Home » C++ » Why does the C preprocessor consider enum values as equal?

Why does the C preprocessor consider enum values as equal?

Posted by: admin November 30, 2017 Leave a comment

Questions:

Why does the std::cout line in the following code run even though A and B are different?

#include <iostream>

enum T { A = 1, B = 2 };
// #define A 1
// #define B 2

int main() {
#if (A == B)
    std::cout << A << B;
#endif
}

If I use #define instead (as commented out), I get no output as I expect.

Reason for the question:

I want to have a mode selector for some test code in which I can easily change modes by commenting/uncommenting lines on top:

enum T { MODE_RGB = 1, MODE_GREY = 2, MODE_CMYK = 3 };
// #define MODE MODE_RGB
#define MODE MODE_GREY
// #define MODE MODE_CMYK

int main() {
#if (MODE == MODE_RGB)
    // do RGB stuff
#elif (MODE == MODE_GREY)
    // do greyscale stuff
#else
    // do CMYK stuff
#endif

    // some common code

    some_function(arg1, arg2,
#if (MODE == MODE_RGB)
        // RGB calculation for arg3,
#elif (MODE == MODE_GREY)
        // greyscale calculation for arg3,
#else
        // CMYK calculation for arg3,
#endif
        arg4, arg5);
}

I know I can use numeric values e.g.

#define MODE 1 // RGB
...
#if (MODE == 1) // RGB

but it makes the code less readable.

Is there an elegant solution for this?

Answers:

There are no macros called A or B, so on your #if line, A and B get replaced by 0, so you actually have:

enum T { A = 1, B = 2 };

int main() {
#if (0 == 0)
    std::cout << A << B;
#endif
}

The preprocessor runs before the compiler knows anything about your enum. The preprocessor only knows about macros (#define).

Questions:
Answers:

This is because the preprocessor works before compile time.
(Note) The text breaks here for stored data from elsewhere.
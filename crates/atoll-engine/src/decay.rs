//! Distance-decay contribution functions.
//!
//! A settled distance `d` (metres) and a category range `R` map to a
//! contribution in `[0, 1]`:
//!
//! - constant: `1` if `d < R`, else `0`
//! - linear: `1 - d/R` for `d < R`, else `0`
//! - exponential: `exp(-d/R)`, no hard cutoff
//!
//! The exponential time constant is the category range itself; the
//! propagation's early termination bounds its tail. Contributions from
//! different categories sum into the score grid.

use atoll_core::DecayKind;

/// Contribution of a settled distance under the given decay kind.
///
/// `range_m` must be positive; zero-range categories are excluded at
/// configuration time and never reach this function.
pub fn contribution(kind: DecayKind, distance_m: f64, range_m: f64) -> f64 {
    debug_assert!(range_m > 0.0);
    match kind {
        DecayKind::Constant => {
            if distance_m < range_m {
                1.0
            } else {
                0.0
            }
        }
        DecayKind::Linear => {
            if distance_m < range_m {
                1.0 - distance_m / range_m
            } else {
                0.0
            }
        }
        DecayKind::Exponential => (-distance_m / range_m).exp(),
    }
}
//! Flood input and output types.

use atoll_core::{ComputeError, GeoBounds};
use serde::{Deserialize, Serialize};

/// Metadata shipped with the encoded flood rasters.
#[derive(Clone, Copy, Debug, PartialEq, Serialize, Deserialize)]
pub struct FloodMetadata {
    /// Raster width in cells.
    pub width: usize,
    /// Raster height in cells.
    pub height: usize,
    /// Geographic extent of the rasters; propagated unchanged to every
    /// overlay produced from them.
    pub bounds: GeoBounds,
    /// The elevation encoded as 255, in metres.
    #[serde(rename = "max_height")]
    pub max_height_m: f32,
}

impl FloodMetadata {
    /// Cell count implied by the dimensions.
    pub fn cell_count(&self) -> usize {
        self.width * self.height
    }
}

/// Which flood model an overlay is composited from.
#[derive(Clone, Copy, Debug, PartialEq, Eq, Serialize, Deserialize)]
#[serde(rename_all = "lowercase")]
pub enum FloodMode {
    /// Relative height above nearest drainage (HAND): river flooding.
    River,
    /// Absolute elevation: sea-level rise.
    Sea,
}

/// A pre-encoded elevation raster (river/HAND or sea variant).
///
/// Per cell: the encoded height byte and a land flag (`0` = ocean or
/// masked, anything else = land).
#[derive(Clone, Debug, PartialEq)]
pub struct ElevationRaster {
    /// Encoded heights, row-major.
    pub encoded: Vec<u8>,
    /// Land flags, row-major, same length as `encoded`.
    pub land: Vec<u8>,
}

impl ElevationRaster {
    /// Validate the raster against the metadata dimensions.
    pub fn validate(&self, meta: &FloodMetadata) -> Result<(), ComputeError> {
        if self.encoded.len() != meta.cell_count() || self.land.len() != meta.cell_count() {
            return Err(ComputeError::RasterShapeMismatch {
                width: meta.width,
                height: meta.height,
                len: self.encoded.len().min(self.land.len()),
            });
        }
        Ok(())
    }
}

/// A composited overlay raster: RGBA bytes plus the source bounds.
#[derive(Clone, Debug, PartialEq)]
pub struct OverlayRaster {
    /// RGBA pixels, `width * height * 4` bytes, row-major in the source
    /// raster's row order.
    pub pixels: Vec<u8>,
    /// Width in cells.
    pub width: usize,
    /// Height in cells.
    pub height: usize,
    /// Geographic bounds, identical to the metadata's.
    pub bounds: GeoBounds,
}

impl OverlayRaster {
    /// Number of cells with non-zero opacity.
    pub fn visible_cells(&self) -> usize {
        self.pixels.chunks_exact(4).filter(|px| px[3] > 0).count()
    }
}

/// Result of one compositing request.
///
/// `Empty` is the explicit no-overlay sentinel: requested level at or
/// below zero, or the mode's source raster not loaded. Flood
/// visualization is advisory, so missing inputs are not errors.
#[derive(Clone, Debug, PartialEq)]
pub enum FloodOverlay {
    /// Nothing to draw.
    Empty,
    /// A composited overlay.
    Raster(OverlayRaster),
}

impl FloodOverlay {
    /// The overlay raster, if any.
    pub fn raster(&self) -> Option<&OverlayRaster> {
        match self {
            Self::Empty => None,
            Self::Raster(r) => Some(r),
        }
    }
}
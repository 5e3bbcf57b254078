//! Core types for the Atoll spatial accessibility engine.
//!
//! Everything here is a plain value type: geographic bounds, the raster
//! grid specification, dense row-major grid buffers, input rasters, and
//! the configuration structs the engine consumes. No component in this
//! crate allocates scratch state or runs algorithms; that lives in
//! `atoll-engine` and `atoll-flood`.

#![forbid(unsafe_code)]
#![deny(missing_docs)]
#![deny(rustdoc::broken_intra_doc_links)]

mod bounds;
mod config;
mod error;
pub mod geo;
mod grid;
mod raster;

pub use bounds::GeoBounds;
pub use config::{
    CategoryConfig, DecayKind, DecaySettings, FrictionSettings, FrictionSource, RoadClass,
};
pub use error::{ComputeError, ConfigError};
pub use grid::{Grid, GridSpec};
pub use raster::Raster;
As the enum definitions occur at compile time, A and B will both be defined as empty (pp-number 0) – and thus equal – at pre-processing time, and thus the output statement is included in the compiled code.

When you use #define they are defined differently at pre-processing time and thus the statement evaluates to false.

In relation to your comment about what you want to do, you don’t need to use pre-processor #if to do this. You can just use the standard if as both MODE and MODE_GREY (or MODE_RGB or MODE_CMYK) are all still defined:

#include <iostream>

enum T { MODE_RGB = 1, MODE_GREY = 2, MODE_CMYK = 3 };

#define MODE MODE_GREY

int main()
{
    if( MODE == MODE_GREY )
        std::cout << "Grey mode" << std::endl;
    else if( MODE == MODE_RGB )
        std::cout << "RGB mode" << std::endl;
    else if( MODE == MODE_CMYK )
        std::cout << "CMYK mode" << std::endl;

    return 0;
}

The other option using only the pre-processor is to do this as @TripeHound correctly answered below.

Questions:
Answers:

Identifiers that are not defined macros are interpreted as value 0 in conditional preprocessor directives. Therefore, since you hadn’t defined macros A and B, they are both considered 0 and two 0 are equal to each other.

The reason why undefined (to the pre-processor) identifiers are considered 0 is because it allows using undefined macros in the conditional without using #ifdef.

Questions:
Answers:

The preprocessor runs before the compiler, which means that the preprocessor doesn’t know anything about symbols defined by the compiler and therefore it can’t act depending on them.

Questions:
Answers:

As the other answers said, the C preprocessor doesn’t see enums. It expects, and can only understand, macros.

Per the C99 standard, §6.10.1 (Conditional inclusion):

After all replacements due to macro expansion and the defined unary operator have been performed, all remaining identifiers are replaced with the pp-number 0

In other words, in an #if or #elif directive, any macros that cannot be expanded, because they don’t exist/are undefined, will behave exactly as if they’d been defined as 0, and therefore will always be equal to each other.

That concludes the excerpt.